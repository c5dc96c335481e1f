//! Concurrent streaming filter engine.
//!
//! # Architecture
//!
//! One dispatcher, a fixed pool of filter workers, one bounded channel:
//!
//! 1. The dispatcher reads decompressed lines from a [`LineSource`] and packs
//!    them into pooled batches of `chunk_len` lines.
//! 2. Each completed batch goes to the worker pool through a bounded channel;
//!    the channel bound is the backpressure that keeps a huge file from
//!    outrunning the workers.
//! 3. Workers filter each batch into a pooled keep-list, merge it into the
//!    shared [`ResultAggregator`], and recycle both buffers.
//! 4. After every submission the dispatcher consults the early-stop
//!    predicate; once enough matches are recorded (or the stream ends) it
//!    closes the channel and joins the workers.
//!
//! Batches already submitted when the predicate fires still run to
//! completion, so the result can overshoot the early-stop threshold. Record
//! order depends on worker scheduling; record *content*, taken as a set, does
//! not.

use crate::error::Result;
use crate::filter::aggregate::{EarlyStop, ResultAggregator};
use crate::filter::pool::BufferPool;
use crate::filter::row::RowFilter;
use crate::io::lines::{LineSource, DEFAULT_MAX_LINE_LEN};
use crossbeam_channel::{bounded, Receiver, Sender};
use log::{debug, info};
use std::path::Path;
use std::sync::Arc;
use std::thread;
use std::time::Instant;

/// Default number of lines per dispatched batch.
pub const DEFAULT_CHUNK_LEN: usize = 1024;

/// Tuning knobs for a filter run.
#[derive(Debug, Clone)]
pub struct FilterConfig {
    /// Lines per batch handed to a worker.
    pub chunk_len: usize,
    /// Worker thread count.
    pub workers: usize,
    /// Maximum accepted line length in bytes.
    pub max_line_len: usize,
}

impl Default for FilterConfig {
    fn default() -> Self {
        FilterConfig {
            chunk_len: DEFAULT_CHUNK_LEN,
            workers: num_cpus::get(),
            max_line_len: DEFAULT_MAX_LINE_LEN,
        }
    }
}

/// A batch of consecutive input lines plus the stream line number of its
/// first line (for per-row warnings).
struct Batch {
    lines: Vec<String>,
    first_line: usize,
}

/// Filter a gzip-compressed mapping file against `filter`.
///
/// Returns the serialized match records. Their order is
/// scheduling-dependent; their contents as a set are deterministic for fixed
/// inputs.
///
/// # Errors
///
/// Propagates line-source failures (missing file, invalid gzip stream,
/// oversized line). Worker-side row problems are warn-and-skip, never errors.
///
/// # Example
///
/// ```no_run
/// use idseek::filter::{run_filter, DatFilter, FilterConfig, MembershipSet};
///
/// # fn main() -> idseek::Result<()> {
/// let id_types: MembershipSet = ["RefSeq"].into_iter().collect();
/// let accessions: MembershipSet = ["P12345"].into_iter().collect();
/// let matches = run_filter(
///     "idmapping.dat.gz",
///     DatFilter::new(id_types, accessions),
///     &FilterConfig::default(),
/// )?;
/// # Ok(())
/// # }
/// ```
pub fn run_filter<P, F>(path: P, filter: F, config: &FilterConfig) -> Result<Vec<String>>
where
    P: AsRef<Path>,
    F: RowFilter + 'static,
{
    let start = Instant::now();
    let path = path.as_ref();
    let chunk_len = config.chunk_len.max(1);
    let workers = config.workers.max(1);

    let mut source = LineSource::with_max_line_len(path, config.max_line_len)?;

    let early_stop = EarlyStop::new(filter.match_multiplicity(), filter.accession_count());
    let filter = Arc::new(filter);
    let aggregator = Arc::new(ResultAggregator::new());
    let batch_pool = BufferPool::new(chunk_len);
    let keep_pool = BufferPool::new(chunk_len);

    // Two in-flight batches per worker keeps everyone busy without letting
    // the dispatcher run arbitrarily far ahead of the pool.
    let (batch_tx, batch_rx) = bounded::<Batch>(workers * 2);

    info!(
        "filtering '{}' with {} workers, chunk length {}",
        path.display(),
        workers,
        chunk_len
    );

    let mut handles = Vec::with_capacity(workers);
    for _ in 0..workers {
        let batch_rx = batch_rx.clone();
        let filter = Arc::clone(&filter);
        let aggregator = Arc::clone(&aggregator);
        let batch_pool = batch_pool.clone();
        let keep_pool = keep_pool.clone();
        handles.push(thread::spawn(move || {
            worker_loop(batch_rx, filter, aggregator, batch_pool, keep_pool)
        }));
    }
    drop(batch_rx);

    let dispatched = dispatch(
        &mut source,
        batch_tx,
        &batch_pool,
        chunk_len,
        early_stop,
        &aggregator,
    );

    // Completion barrier: the sender is gone, so each worker drains the
    // channel and exits.
    for handle in handles {
        handle.join().expect("filter worker panicked");
    }

    dispatched?;

    info!(
        "matched {} records from '{}' in {:.2?}",
        aggregator.len(),
        path.display(),
        start.elapsed()
    );

    let aggregator =
        Arc::try_unwrap(aggregator).expect("workers exited but still hold the aggregator");
    Ok(aggregator.into_matches())
}

/// Dispatcher: pack lines into batches, submit, and poll for early stop.
///
/// Owns the sender; returning (on any path) closes the channel.
fn dispatch(
    source: &mut LineSource,
    batch_tx: Sender<Batch>,
    batch_pool: &BufferPool,
    chunk_len: usize,
    early_stop: EarlyStop,
    aggregator: &ResultAggregator,
) -> Result<()> {
    let mut batch = batch_pool.acquire();
    let mut first_line = 0;
    let mut submitted = 0usize;

    while let Some(line) = source.next() {
        let line = line?;
        if batch.is_empty() {
            // line_number() points at the line just read.
            first_line = source.line_number();
        }
        batch.push(line);

        if batch.len() == chunk_len {
            let full = std::mem::replace(&mut batch, batch_pool.acquire());
            if batch_tx
                .send(Batch {
                    lines: full,
                    first_line,
                })
                .is_err()
            {
                // All receivers gone: a worker died. The join below surfaces it.
                return Ok(());
            }
            submitted += 1;

            if early_stop.is_satisfied(aggregator.len()) {
                debug!(
                    "early stop after {} batches ({} matches, threshold {})",
                    submitted,
                    aggregator.len(),
                    early_stop.threshold()
                );
                return Ok(());
            }
        }
    }

    // Stream exhausted: flush the partial batch.
    if !batch.is_empty() {
        let _ = batch_tx.send(Batch {
            lines: batch,
            first_line,
        });
    }

    Ok(())
}

/// Worker: drain the channel, filter each batch, merge and recycle.
fn worker_loop<F: RowFilter>(
    batch_rx: Receiver<Batch>,
    filter: Arc<F>,
    aggregator: Arc<ResultAggregator>,
    batch_pool: BufferPool,
    keep_pool: BufferPool,
) {
    while let Ok(batch) = batch_rx.recv() {
        let mut keep = keep_pool.acquire();

        for (offset, line) in batch.lines.iter().enumerate() {
            if let Some(record) = filter.filter_row(line, batch.first_line + offset) {
                keep.push(record);
            }
        }

        aggregator.append(&mut keep);
        keep_pool.release(keep);
        batch_pool.release(batch.lines);
    }
}

#[cfg(test)]
mod tests {
    use super::*;
    use crate::filter::membership::MembershipSet;
    use crate::filter::row::DatFilter;
    use flate2::write::GzEncoder;
    use flate2::Compression;
    use std::io::Write;
    use tempfile::NamedTempFile;

    fn write_dat_gz(rows: &[String]) -> NamedTempFile {
        let file = NamedTempFile::with_suffix(".gz").unwrap();
        let mut encoder = GzEncoder::new(file.reopen().unwrap(), Compression::default());
        writeln!(encoder, "UniProtKB-AC\tID_type\tID").unwrap();
        for row in rows {
            writeln!(encoder, "{}", row).unwrap();
        }
        encoder.finish().unwrap();
        file
    }

    fn dat_filter(accessions: &[&str]) -> DatFilter {
        DatFilter::new(
            ["RefSeq"].into_iter().collect(),
            accessions.iter().copied().collect::<MembershipSet>(),
        )
    }

    #[test]
    fn test_single_worker_single_batch() {
        let rows = vec![
            "P12345\tRefSeq\tNP_001.1".to_string(),
            "O00000\tRefSeq\tNP_002.2".to_string(),
        ];
        let file = write_dat_gz(&rows);

        let config = FilterConfig {
            chunk_len: 16,
            workers: 1,
            ..FilterConfig::default()
        };
        let matches = run_filter(file.path(), dat_filter(&["P12345"]), &config).unwrap();
        assert_eq!(matches, vec!["P12345,RefSeq,NP_001.1"]);
    }

    #[test]
    fn test_empty_accession_set_matches_nothing() {
        let rows = vec!["P12345\tRefSeq\tNP_001.1".to_string()];
        let file = write_dat_gz(&rows);

        let matches =
            run_filter(file.path(), dat_filter(&[]), &FilterConfig::default()).unwrap();
        assert!(matches.is_empty());
    }

    #[test]
    fn test_missing_file_propagates() {
        let err = run_filter(
            "/no/such/file.gz",
            dat_filter(&["P12345"]),
            &FilterConfig::default(),
        )
        .unwrap_err();
        assert!(matches!(err, crate::error::IdseekError::Io(_)));
    }
}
══════════
> **TASK OBJECTIVE**: Each line in the records above that contains the word "thread" must be copied.

> **RESULT OF THIS EXERCISE**:
use std::thread;
    /// Worker thread count.
        handles.push(thread::spawn(move || {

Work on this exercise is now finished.